Note: You can’t take the standard deductions on your federal tax form if you itemize deductions. There are also limits on your ability to take itemized deductions based on your income levels.

Take Tax Credits
Where You Can

Tax credits let you reduce your annual taxes. Some common tax credits are:

• Child Tax Credit. You can receive a federal tax credit (up to $1,000) for each child under age 17, subject to income levels.

• Child and Dependent Care Credit. You may be able to write off some of your child care expenses for your children age 12 or younger as long as the care was provided to allow you or your spouse to work or look for work, subject to dollar and earned income limitations.

• Earned Income Credit. Low- to moderate-income individuals or families supporting young children are generally eligible.

• Credit for the Elderly or Disabled. You can qualify for this tax credit if you are age 65 or older, or retired on disability, and permanently and totally disabled at retirement.

• Saver’s Credit. You can generally receive a tax credit (up to $1,000, if filing single or $2,000, if filing jointly) for contributing to an IRA or 401(k) if you’re single and earn up to $29,500, or if you’re married filing jointly and earn up to $59,000.

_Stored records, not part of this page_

//! Per-connection WebSocket actor. Parses inbound events, runs the cheap
//! validations locally and forwards the rest to the group server.

use actix::prelude::*;
use actix_web::{web, HttpRequest, HttpResponse};
use actix_web_actors::ws;
use log::warn;
use serde::Deserialize;
use std::time::{Duration, Instant};
use uuid::Uuid;

use crate::app_state::AppState;
use crate::auth::validate_jwt;
use crate::group_server::{Connect, Disconnect, GroupServer, JoinRoom, LeaveRoom, SendChatMessage};
use crate::notify::ServerEvent;

const HEARTBEAT_INTERVAL: Duration = Duration::from_secs(5);
const CLIENT_TIMEOUT: Duration = Duration::from_secs(10);

/// Inbound real-time event, `{"event": ..., ...fields}`. Identifiers default
/// to empty strings so a missing field reports the same error as an empty one.
#[derive(Debug, Deserialize)]
#[serde(tag = "event", rename_all = "snake_case")]
pub enum ClientEvent {
    JoinGroup {
        #[serde(default)]
        group_id: String,
    },
    LeaveGroup {
        #[serde(default)]
        group_id: String,
    },
    SendMessage {
        #[serde(default)]
        group_id: String,
        #[serde(default)]
        message: String,
    },
}

pub struct WsSession {
    pub id: Uuid,
    /// Set when the connection presented a valid token at upgrade time.
    pub user_id: Option<String>,
    pub hb: Instant,
    pub server: Addr<GroupServer>,
}

impl WsSession {
    fn hb(&self, ctx: &mut ws::WebsocketContext<Self>) {
        ctx.run_interval(HEARTBEAT_INTERVAL, |act, ctx| {
            if Instant::now().duration_since(act.hb) > CLIENT_TIMEOUT {
                warn!("WebSocket client heartbeat failed, disconnecting");
                ctx.stop();
                return;
            }
            ctx.ping(b"");
        });
    }

    fn send_error(&self, ctx: &mut ws::WebsocketContext<Self>, message: &str) {
        let event = ServerEvent::Error {
            message: message.to_string(),
        };
        ctx.text(serde_json::to_string(&event).unwrap_or_default());
    }

    fn handle_event(&mut self, event: ClientEvent, ctx: &mut ws::WebsocketContext<Self>) {
        match event {
            ClientEvent::JoinGroup { group_id } => {
                if group_id.is_empty() {
                    self.send_error(ctx, "Group ID is required");
                    return;
                }
                let user_id = match &self.user_id {
                    Some(uid) => uid.clone(),
                    None => {
                        self.send_error(ctx, "Authentication required");
                        return;
                    }
                };
                self.server.do_send(JoinRoom {
                    session_id: self.id,
                    user_id,
                    group_id,
                });
            }
            ClientEvent::LeaveGroup { group_id } => {
                if group_id.is_empty() {
                    self.send_error(ctx, "Group ID is required");
                    return;
                }
                self.server.do_send(LeaveRoom {
                    session_id: self.id,
                    group_id,
                });
            }
            ClientEvent::SendMessage { group_id, message } => {
                if group_id.is_empty() {
                    self.send_error(ctx, "Group ID is required");
                    return;
                }
                let text = message.trim().to_string();
                if text.is_empty() {
                    self.send_error(ctx, "Message cannot be empty");
                    return;
                }
                let user_id = match &self.user_id {
                    Some(uid) => uid.clone(),
                    None => {
                        self.send_error(ctx, "Authentication required");
                        return;
                    }
                };
                self.server.do_send(SendChatMessage {
                    session_id: self.id,
                    user_id,
                    group_id,
                    text,
                });
            }
        }
    }
}

impl Actor for WsSession {
    type Context = ws::WebsocketContext<Self>;

    fn started(&mut self, ctx: &mut Self::Context) {
        self.hb(ctx);
        self.server.do_send(Connect {
            session_id: self.id,
            addr: ctx.address().recipient(),
        });
    }

    fn stopped(&mut self, _: &mut Self::Context) {
        self.server.do_send(Disconnect {
            session_id: self.id,
        });
    }
}

impl StreamHandler<Result<ws::Message, ws::ProtocolError>> for WsSession {
    fn handle(&mut self, msg: Result<ws::Message, ws::ProtocolError>, ctx: &mut Self::Context) {
        match msg {
            Ok(ws::Message::Ping(msg)) => {
                self.hb = Instant::now();
                ctx.pong(&msg);
            }
            Ok(ws::Message::Pong(_)) => {
                self.hb = Instant::now();
            }
            Ok(ws::Message::Text(text)) => match serde_json::from_str::<ClientEvent>(&text) {
                Ok(event) => self.handle_event(event, ctx),
                Err(_) => self.send_error(ctx, "Invalid event payload"),
            },
            Ok(ws::Message::Close(reason)) => {
                ctx.close(reason);
                ctx.stop();
            }
            Err(e) => {
                warn!("WebSocket error: {}", e);
                ctx.stop();
            }
            _ => {}
        }
    }
}

impl Handler<ServerEvent> for WsSession {
    type Result = ();

    fn handle(&mut self, event: ServerEvent, ctx: &mut ws::WebsocketContext<Self>) {
        ctx.text(serde_json::to_string(&event).unwrap_or_default());
    }
}

#[derive(Deserialize)]
pub struct WsQuery {
    pub token: Option<String>,
}

/// GET /ws?token=<jwt> — upgrades to a WebSocket session. A missing or bad
/// token still connects, but join and send will answer with an error event.
pub async fn ws_index(
    req: HttpRequest,
    stream: web::Payload,
    data: web::Data<AppState>,
    query: web::Query<WsQuery>,
) -> Result<HttpResponse, actix_web::Error> {
    let user_id = query
        .token
        .as_deref()
        .and_then(|token| validate_jwt(token, &data.config.jwt_secret).ok())
        .map(|claims| claims.sub);

    ws::start(
        WsSession {
            id: Uuid::new_v4(),
            user_id,
            hb: Instant::now(),
            server: data.group_server.clone(),
        },
        &req,
        stream,
    )
}

#[cfg(test)]
mod tests {
    use super::*;

    #[test]
    fn join_group_event_parses() {
        let ev: ClientEvent =
            serde_json::from_str(r#"{"event":"join_group","group_id":"g1"}"#).unwrap();
        match ev {
            ClientEvent::JoinGroup { group_id } => assert_eq!(group_id, "g1"),
            _ => panic!("wrong variant"),
        }
    }

    #[test]
    fn missing_group_id_defaults_to_empty() {
        let ev: ClientEvent = serde_json::from_str(r#"{"event":"leave_group"}"#).unwrap();
        match ev {
            ClientEvent::LeaveGroup { group_id } => assert!(group_id.is_empty()),
            _ => panic!("wrong variant"),
        }
    }

    #[test]
    fn send_message_event_parses() {
        let ev: ClientEvent =
            serde_json::from_str(r#"{"event":"send_message","group_id":"g1","message":" hi "}"#)
                .unwrap();
        match ev {
            ClientEvent::SendMessage { group_id, message } => {
                assert_eq!(group_id, "g1");
                assert_eq!(message.trim(), "hi");
            }
            _ => panic!("wrong variant"),
        }
    }

    #[test]
    fn unknown_event_is_rejected() {
        assert!(serde_json::from_str::<ClientEvent>(r#"{"event":"shout"}"#).is_err());
    }
}
//! Group server actor: owns the room registry, validates joins against group
//! membership, relays chat into rooms and fans out published events.

use actix::prelude::*;
use chrono::Utc;
use log::info;
use mongodb::bson::doc;
use std::collections::{HashMap, HashSet};
use std::sync::Arc;
use uuid::Uuid;

use crate::db::MongoDB;
use crate::models::{ChatMessage, Group, User};
use crate::notify::{FanoutTarget, Publish, ServerEvent};

#[derive(Message)]
#[rtype(result = "()")]
pub struct Connect {
    pub session_id: Uuid,
    pub addr: Recipient<ServerEvent>,
}

#[derive(Message)]
#[rtype(result = "()")]
pub struct Disconnect {
    pub session_id: Uuid,
}

#[derive(Message)]
#[rtype(result = "()")]
pub struct JoinRoom {
    pub session_id: Uuid,
    pub user_id: String,
    pub group_id: String,
}

#[derive(Message)]
#[rtype(result = "()")]
pub struct LeaveRoom {
    pub session_id: Uuid,
    pub group_id: String,
}

#[derive(Message)]
#[rtype(result = "()")]
pub struct SendChatMessage {
    pub session_id: Uuid,
    pub user_id: String,
    pub group_id: String,
    pub text: String,
}

/// Explicit registry of connected sessions and the rooms they joined.
/// Join and leave are idempotent; a session may sit in any number of rooms.
pub struct RoomRegistry {
    sessions: HashMap<Uuid, Recipient<ServerEvent>>,
    rooms: HashMap<String, HashSet<Uuid>>,
}

impl RoomRegistry {
    pub fn new() -> Self {
        RoomRegistry {
            sessions: HashMap::new(),
            rooms: HashMap::new(),
        }
    }

    pub fn connect(&mut self, session_id: Uuid, addr: Recipient<ServerEvent>) {
        self.sessions.insert(session_id, addr);
    }

    pub fn disconnect(&mut self, session_id: Uuid) {
        self.sessions.remove(&session_id);
        self.rooms.retain(|_, members| {
            members.remove(&session_id);
            !members.is_empty()
        });
    }

    pub fn join(&mut self, group_id: &str, session_id: Uuid) {
        if self.sessions.contains_key(&session_id) {
            self.rooms
                .entry(group_id.to_string())
                .or_default()
                .insert(session_id);
        }
    }

    pub fn leave(&mut self, group_id: &str, session_id: Uuid) {
        if let Some(members) = self.rooms.get_mut(group_id) {
            members.remove(&session_id);
            if members.is_empty() {
                self.rooms.remove(group_id);
            }
        }
    }

    pub fn is_in_room(&self, group_id: &str, session_id: Uuid) -> bool {
        self.rooms
            .get(group_id)
            .map_or(false, |members| members.contains(&session_id))
    }

    pub fn recipient(&self, session_id: Uuid) -> Option<Recipient<ServerEvent>> {
        self.sessions.get(&session_id).cloned()
    }

    pub fn recipients_for(&self, target: &FanoutTarget) -> Vec<Recipient<ServerEvent>> {
        match target {
            FanoutTarget::Room(group_id) => self
                .rooms
                .get(group_id)
                .map(|members| {
                    members
                        .iter()
                        .filter_map(|id| self.sessions.get(id).cloned())
                        .collect()
                })
                .unwrap_or_default(),
            FanoutTarget::Default => self.sessions.values().cloned().collect(),
        }
    }
}

pub struct GroupServer {
    registry: RoomRegistry,
    db: Arc<MongoDB>,
}

impl GroupServer {
    pub fn new(db: Arc<MongoDB>) -> Self {
        GroupServer {
            registry: RoomRegistry::new(),
            db,
        }
    }

    fn reply(&self, session_id: Uuid, event: ServerEvent) {
        if let Some(addr) = self.registry.recipient(session_id) {
            addr.do_send(event);
        }
    }
}

impl Actor for GroupServer {
    type Context = Context<Self>;
}

impl Handler<Connect> for GroupServer {
    type Result = ();

    fn handle(&mut self, msg: Connect, _: &mut Context<Self>) {
        info!("Session {} connected (WS)", msg.session_id);
        self.registry.connect(msg.session_id, msg.addr);
    }
}

impl Handler<Disconnect> for GroupServer {
    type Result = ();

    fn handle(&mut self, msg: Disconnect, _: &mut Context<Self>) {
        info!("Session {} disconnected (WS)", msg.session_id);
        self.registry.disconnect(msg.session_id);
    }
}

impl Handler<JoinRoom> for GroupServer {
    type Result = ResponseActFuture<Self, ()>;

    fn handle(&mut self, msg: JoinRoom, _: &mut Context<Self>) -> Self::Result {
        let JoinRoom {
            session_id,
            user_id,
            group_id,
        } = msg;
        let db = self.db.clone();
        let lookup_id = group_id.clone();
        Box::pin(
            async move {
                let groups = db.db.collection::<Group>("groups");
                match groups.find_one(doc! { "group_id": &lookup_id }).await {
                    Ok(Some(group)) if group.members.contains(&user_id) => Ok(group.name),
                    Ok(Some(_)) => Err("You are not a member of this group".to_string()),
                    Ok(None) => Err("Group not found".to_string()),
                    Err(_) => Err("Group lookup failed".to_string()),
                }
            }
            .into_actor(self)
            .map(move |res, act, _| match res {
                Ok(group_name) => {
                    act.registry.join(&group_id, session_id);
                    info!("Session {} joined room {}", session_id, group_id);
                    act.reply(
                        session_id,
                        ServerEvent::JoinedGroup {
                            group_id,
                            message: format!("Joined group {}", group_name),
                        },
                    );
                }
                Err(message) => act.reply(session_id, ServerEvent::Error { message }),
            }),
        )
    }
}

impl Handler<LeaveRoom> for GroupServer {
    type Result = ();

    // Leaving never checks membership: leaving a room you were never in is
    // a no-op and still gets the confirmation.
    fn handle(&mut self, msg: LeaveRoom, _: &mut Context<Self>) {
        self.registry.leave(&msg.group_id, msg.session_id);
        self.reply(
            msg.session_id,
            ServerEvent::LeftGroup {
                group_id: msg.group_id,
                message: "Left group".to_string(),
            },
        );
    }
}

impl Handler<SendChatMessage> for GroupServer {
    type Result = ResponseActFuture<Self, ()>;

    fn handle(&mut self, msg: SendChatMessage, _: &mut Context<Self>) -> Self::Result {
        let SendChatMessage {
            session_id,
            user_id,
            group_id,
            text,
        } = msg;
        let db = self.db.clone();
        let room_id = group_id.clone();
        Box::pin(
            async move {
                let groups = db.db.collection::<Group>("groups");
                let group = match groups.find_one(doc! { "group_id": &group_id }).await {
                    Ok(Some(g)) => g,
                    Ok(None) => return Err("Group not found".to_string()),
                    Err(_) => return Err("Group lookup failed".to_string()),
                };
                if !group.members.contains(&user_id) {
                    return Err("You are not a member of this group".to_string());
                }
                let users = db.db.collection::<User>("users");
                let user = match users.find_one(doc! { "user_id": &user_id }).await {
                    Ok(Some(u)) => u,
                    _ => return Err("Authentication required".to_string()),
                };
                let chat_message = ChatMessage {
                    id: None,
                    message_id: Uuid::new_v4().to_string(),
                    group_id,
                    user_id: user_id.clone(),
                    message: text,
                    timestamp: Utc::now(),
                };
                let messages = db.db.collection::<ChatMessage>("chat_messages");
                if messages.insert_one(&chat_message).await.is_err() {
                    return Err("Could not store message".to_string());
                }
                Ok(ServerEvent::MessageReceived {
                    message_id: chat_message.message_id,
                    user_id,
                    user_name: user.full_name(),
                    message: chat_message.message,
                    timestamp: chat_message.timestamp.to_rfc3339(),
                })
            }
            .into_actor(self)
            .map(move |res, act, _| match res {
                // Chat goes to the room only; the default channel is for
                // status and progress events.
                Ok(event) => {
                    for addr in act.registry.recipients_for(&FanoutTarget::Room(room_id)) {
                        addr.do_send(event.clone());
                    }
                }
                Err(message) => act.reply(session_id, ServerEvent::Error { message }),
            }),
        )
    }
}

impl Handler<Publish> for GroupServer {
    type Result = ();

    fn handle(&mut self, msg: Publish, _: &mut Context<Self>) {
        for target in &msg.targets {
            for addr in self.registry.recipients_for(target) {
                addr.do_send(msg.event.clone());
            }
        }
    }
}

#[cfg(test)]
mod tests {
    use super::*;

    struct Sink;

    impl Actor for Sink {
        type Context = Context<Self>;
    }

    impl Handler<ServerEvent> for Sink {
        type Result = ();

        fn handle(&mut self, _: ServerEvent, _: &mut Context<Self>) {}
    }

    fn sink() -> Recipient<ServerEvent> {
        Sink.start().recipient()
    }

    #[actix_rt::test]
    async fn join_requires_a_connected_session() {
        let mut reg = RoomRegistry::new();
        let stranger = Uuid::new_v4();
        reg.join("g1", stranger);
        assert!(!reg.is_in_room("g1", stranger));

        let member = Uuid::new_v4();
        reg.connect(member, sink());
        reg.join("g1", member);
        assert!(reg.is_in_room("g1", member));
    }

    #[actix_rt::test]
    async fn join_and_leave_are_idempotent() {
        let mut reg = RoomRegistry::new();
        let id = Uuid::new_v4();
        reg.connect(id, sink());
        reg.join("g1", id);
        reg.join("g1", id);
        assert_eq!(reg.recipients_for(&FanoutTarget::Room("g1".into())).len(), 1);

        reg.leave("g1", id);
        reg.leave("g1", id);
        assert!(!reg.is_in_room("g1", id));
        // Leaving a room never joined is a no-op.
        reg.leave("g2", id);
    }

    #[actix_rt::test]
    async fn room_fanout_only_reaches_room_members() {
        let mut reg = RoomRegistry::new();
        let a = Uuid::new_v4();
        let b = Uuid::new_v4();
        reg.connect(a, sink());
        reg.connect(b, sink());
        reg.join("g1", a);

        assert_eq!(reg.recipients_for(&FanoutTarget::Room("g1".into())).len(), 1);
        assert_eq!(reg.recipients_for(&FanoutTarget::Default).len(), 2);
        assert!(reg
            .recipients_for(&FanoutTarget::Room("missing".into()))
            .is_empty());
    }

    #[actix_rt::test]
    async fn dual_emit_delivers_twice_to_room_members() {
        let mut reg = RoomRegistry::new();
        let a = Uuid::new_v4();
        reg.connect(a, sink());
        reg.join("g1", a);

        let targets = [
            FanoutTarget::Room("g1".into()),
            FanoutTarget::Default,
        ];
        let total: usize = targets.iter().map(|t| reg.recipients_for(t).len()).sum();
        // One delivery per target: the duplicate to room members is the
        // accepted cost of reaching late joiners through the default channel.
        assert_eq!(total, 2);
    }

    #[actix_rt::test]
    async fn disconnect_removes_session_from_all_rooms() {
        let mut reg = RoomRegistry::new();
        let a = Uuid::new_v4();
        reg.connect(a, sink());
        reg.join("g1", a);
        reg.join("g2", a);

        reg.disconnect(a);
        assert!(!reg.is_in_room("g1", a));
        assert!(!reg.is_in_room("g2", a));
        assert!(reg.recipients_for(&FanoutTarget::Default).is_empty());
    }
}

• Education saving accounts. A Section 529 plan or Coverdell Education Savings Account (ESA) allows you to invest in your child’s future education expenditures. A 529 plan lets you create a savings account to pre-pay your child’s college tuition. There is no age limit on 529 plans, and you can contribute up to the applicable state 529 plan limit. A Coverdell ESA generally allows you to invest $2,000 per child, per year (until the child’s 18th birthday) to pay for college tuition, books, supplies, and other qualified education expenses, as well as qualified elementary and secondary education expenses. Funds from 529 plans and Coverdell ESAs can be withdrawn free of federal income tax as long as the money is spent for qualified withdrawal purposes, but there is a 10% penalty for unqualified withdrawals.

• American Opportunity Tax Credit. This tax credit is available to households earning $80,000 or less ($160,000 or less if filing jointly) and gradually phased out as income exceeds these limits. You can take a credit of up to $2,500 a year for college expenses, including tuition, fees, course-related books, and supplies.

• Lifetime Learning Credit. A 20% educational tax credit is available for the first $10,000 (up to $2,000 annually) spent on qualified tuition and related expenses for students in the taxpayer’s family. The credit is phased out based on a taxpayer’s gross income. You can’t claim this credit if you are already claiming the American Opportunity Tax Credit for the same individual.